● Activity
What to return is the tail of the data, from the line that contains "pub struct IntervalTimer" down to the last line, copied exactly.

*** Records provided

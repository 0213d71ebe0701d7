//! `setInterval` wrapper; the interval is cleared on drop.

use wasm_bindgen::JsCast;
use wasm_bindgen::closure::Closure;

pub struct IntervalTimer {
    id: i32,
    _callback: Closure<dyn FnMut()>,
}

impl IntervalTimer {
    pub fn start(period_ms: i32, callback: impl FnMut() + 'static) -> Option<Self> {
        let window = web_sys::window()?;
        let callback = Closure::wrap(Box::new(callback) as Box<dyn FnMut()>);
        let id = window
            .set_interval_with_callback_and_timeout_and_arguments_0(
                callback.as_ref().unchecked_ref(),
                period_ms,
            )
            .ok()?;
        Some(Self {
            id,
            _callback: callback,
        })
    }
}

impl Drop for IntervalTimer {
    fn drop(&mut self) {
        if let Some(window) = web_sys::window() {
            window.clear_interval_with_handle(self.id);
        }
    }
}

******

● Completed exercise
pub struct IntervalTimer {
    id: i32,
    _callback: Closure<dyn FnMut()>,
}

impl IntervalTimer {
    pub fn start(period_ms: i32, callback: impl FnMut() + 'static) -> Option<Self> {
        let window = web_sys::window()?;
        let callback = Closure::wrap(Box::new(callback) as Box<dyn FnMut()>);
        let id = window
            .set_interval_with_callback_and_timeout_and_arguments_0(
                callback.as_ref().unchecked_ref(),
                period_ms,
            )
            .ok()?;
        Some(Self {
            id,
            _callback: callback,
        })
    }
}

impl Drop for IntervalTimer {
    fn drop(&mut self) {
        if let Some(window) = web_sys::window() {
            window.clear_interval_with_handle(self.id);
        }
    }
}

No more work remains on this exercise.